Cognitive behaviour therapy (CBT) has been shown to have some benefit in this condition but is complex and clinically intensive. This involves the identification of maladaptive thought processing and its attempts to change this in a positive way.50,64 Successful treatment of BMS patients with combined psychotherapy and psycho-pharmacotherapy has also been reported.65
Burning mouth syndrome is a painful and often frustrating condition. The burning sensation may affect the tongue, the roof of the mouth, the gums, the inside of the cheeks and the back of the mouth or throat. The exact cause of burning mouth syndrome often is difficult to pinpoint. The disorder has long been linked to a variety of other conditions: menopause, diabetes, nutritional deficiencies, tongue thrusting, disorders of the mouth (oral thrush and dry mouth), acid reflux, cancer therapy (irradiation and chemotherapy) and psychological problems.

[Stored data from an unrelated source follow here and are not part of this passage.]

use chrono::{DateTime, Utc};
use uuid::Uuid;

use crate::step::{Failure, StepOutcome, StepStatus};
use crate::value::{State, Value};

/// Resumen a nivel pipeline de un run terminado.
///
/// Refleja el último step ejecutado (el de mayor índice que no quedó en
/// `NotStarted`). La igualdad ignora `run_id`, `started_at` y `elapsed_ms`.
#[derive(Debug, Clone)]
pub struct RunSummary {
    pub run_id: Uuid,
    pub started_at: DateTime<Utc>,
    /// Duración total del run, en milisegundos.
    pub elapsed_ms: f64,
    pub status: StepStatus,
    /// Índice del último step ejecutado.
    pub last_step: Option<usize>,
    pub outcome: Option<StepOutcome>,
    /// Estado compartido al terminar el run.
    pub final_state: State,
}

impl RunSummary {
    pub fn result(&self) -> Option<&Value> {
        self.outcome.as_ref().and_then(StepOutcome::result)
    }

    pub fn failure(&self) -> Option<&Failure> {
        self.outcome.as_ref().and_then(StepOutcome::failure)
    }
}

impl PartialEq for RunSummary {
    fn eq(&self, other: &Self) -> bool {
        self.status == other.status
        && self.last_step == other.last_step
        && self.outcome == other.outcome
        && self.final_state == other.final_state
    }
}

Burning mouth syndrome remains a fascinating, though poorÂly understood, condition in the field of oral medicine. New eviÂdence for the neuropathic basis of this syndrome is emerging. As a result, a subgroup of BMS cases may fall into the category of nigrostriatal dopaminergic disorder. In the remaining group of patients, in whom there are clear precipitating local factors, BMS might be considered as a consequence of selective damage (trauma/ chemo-mechanical irritation) to the nerve fibers of the trigeminal nervous system.